C.B. from Connecticut writes:
Dear Mister Condo,
My garage door bottom panel had begun to rot on the right side. When I asked management whose responsibility it was, they said the unit owner. Soon after, I left early one morning for work and found water puddles pooling inside my garage at the same location as the rot origin on the door. Upon opening the garage, I realized the sprinkler system head was directed at my unit. The water was hitting my door each time the sprinklers ran. I placed a work order and the heads were redirected. However, the damage was too far along and the door had to be replaced. As the damage was from the Sprinkler System, whose responsibility is it to replace the door? Management says it is not their responsibility and the Sprinkler System vendor says it is not their responsibility. However, by redirecting the heads, it shows the heads had not been monitored and maintained properly.
Mister Condo replies:
C.B., I am sorry that your garage door was damaged by the association’s sprinkler system. While I understand your frustration, I sincerely doubt you will get the association or the sprinkler vendor to take responsibility for the damage. It would be almost impossible for you to prove the damage was caused by negligence so this would fall under the unfortunate circumstance category of responsibility, in my opinion. Since the garage door maintenance is your responsibility, this is likely on you to pay for the repair. Your homeowner’s policy (HO-6) may provide some relief but my guess is that it wouldn’t be worth the time and trouble to file a claim unless the expense is exorbitant. Sprinkler heads fail often and can be turned around from lawn mowers, foot traffic, and just general wear and tear. Moving forward. Keep a close eye on your garage door after each watering cycle.

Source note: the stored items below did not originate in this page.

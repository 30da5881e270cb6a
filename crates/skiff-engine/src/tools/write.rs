use std::sync::Arc;

use async_trait::async_trait;
use serde_json::Value;

use skiff_core::tools::{Policy, Tool, ToolContext, ToolError, ToolOutcome};

use crate::sandbox::SandboxFs;

pub struct WriteFileTool {
    sandbox: Arc<SandboxFs>,
}

impl WriteFileTool {
    pub fn new(sandbox: Arc<SandboxFs>) -> Self {
        Self { sandbox }
    }
}

#[async_trait]
impl Tool for WriteFileTool {
    fn name(&self) -> &str {
        "write_file"
    }

    fn description(&self) -> &str {
        "Write content to a file inside the workspace. Creates parent directories if needed."
    }

    fn parameters_schema(&self) -> Value {
        serde_json::json!({
            "type": "object",
            "required": ["path", "content"],
            "properties": {
                "path": {
                    "type": "string",
                    "description": "Workspace-relative path of the file to write"
                },
                "content": {
                    "type": "string",
                    "description": "The full new content of the file"
                }
            }
        })
    }

    fn default_policy(&self) -> Policy {
        Policy::Ask
    }

    async fn execute(&self, args: Value, _ctx: &ToolContext) -> Result<ToolOutcome, ToolError> {
        let path = args["path"]
            .as_str()
            .ok_or_else(|| ToolError::InvalidArguments("path is required".into()))?;
        let content = args["content"]
            .as_str()
            .ok_or_else(|| ToolError::InvalidArguments("content is required".into()))?;

        let mutation = self
            .sandbox
            .write_file(path, content)
            .await
            .map_err(|e| ToolError::Failed(e.to_string()))?;

        let output = format!(
            "Wrote {} bytes ({} lines) to {}",
            content.len(),
            content.lines().count(),
            mutation.path
        );
        Ok(ToolOutcome {
            output,
            mutations: vec![mutation],
        })
    }
}
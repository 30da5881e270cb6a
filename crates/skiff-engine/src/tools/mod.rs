//! Builtin tools exposed through the registry: sandboxed file access, web
//! search/fetch, and sub-agent spawning.

pub mod fetch;
pub mod patch;
pub mod read;
pub mod search;
pub mod subagent;
pub mod write;

use std::sync::Arc;

use crate::registry::ToolRegistry;
use crate::sandbox::SandboxFs;

/// Register the standard tool set. The sub-agent tool is registered
/// separately because it needs a handle on the runner internals.
pub fn register_builtin(
    registry: &mut ToolRegistry,
    sandbox: Arc<SandboxFs>,
    search_api_key: Option<String>,
) {
    registry.register(Arc::new(read::ReadFileTool::new(Arc::clone(&sandbox))));
    registry.register(Arc::new(write::WriteFileTool::new(Arc::clone(&sandbox))));
    registry.register(Arc::new(patch::ApplyPatchTool::new(sandbox)));
    registry.register(Arc::new(fetch::HttpFetchTool::new()));
    registry.register(Arc::new(search::SearchTool::new(search_api_key)));
}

You can file a claim and then the insurers (between unit owner and master policy) can duke it out. The contractor who replaced the garage door, you could ask them for a letter about where the damage came from, ie water from sprinkler, etc., if they have a perspective about it. You may be able to figure out from the condo docs who is responsible for the actual garage door (ie not the apparatus). I just reviewed a lawsuit in CT where the property manager said the unit owner was responsible for something, because they had simply asked their retained attorney as he was walking by whose responsibility it was, without having done any due diligence. However, when it became a lawsuit, the association. had an attorney review and provide a legal letter, and that attorney said the item in question was the responsibility of the association. The hard part with filing any claim, is what is your threshold dollar amount that makes it worth it to you to seek redress, ie., $2K, $5K? You can get out your docs, dig in, and see if it is in there, plain as day – it could be, then you know you have a legitimate concern about responsibility. If it isn’t perfectly clear, it can be murky who is responsible, as if often the case.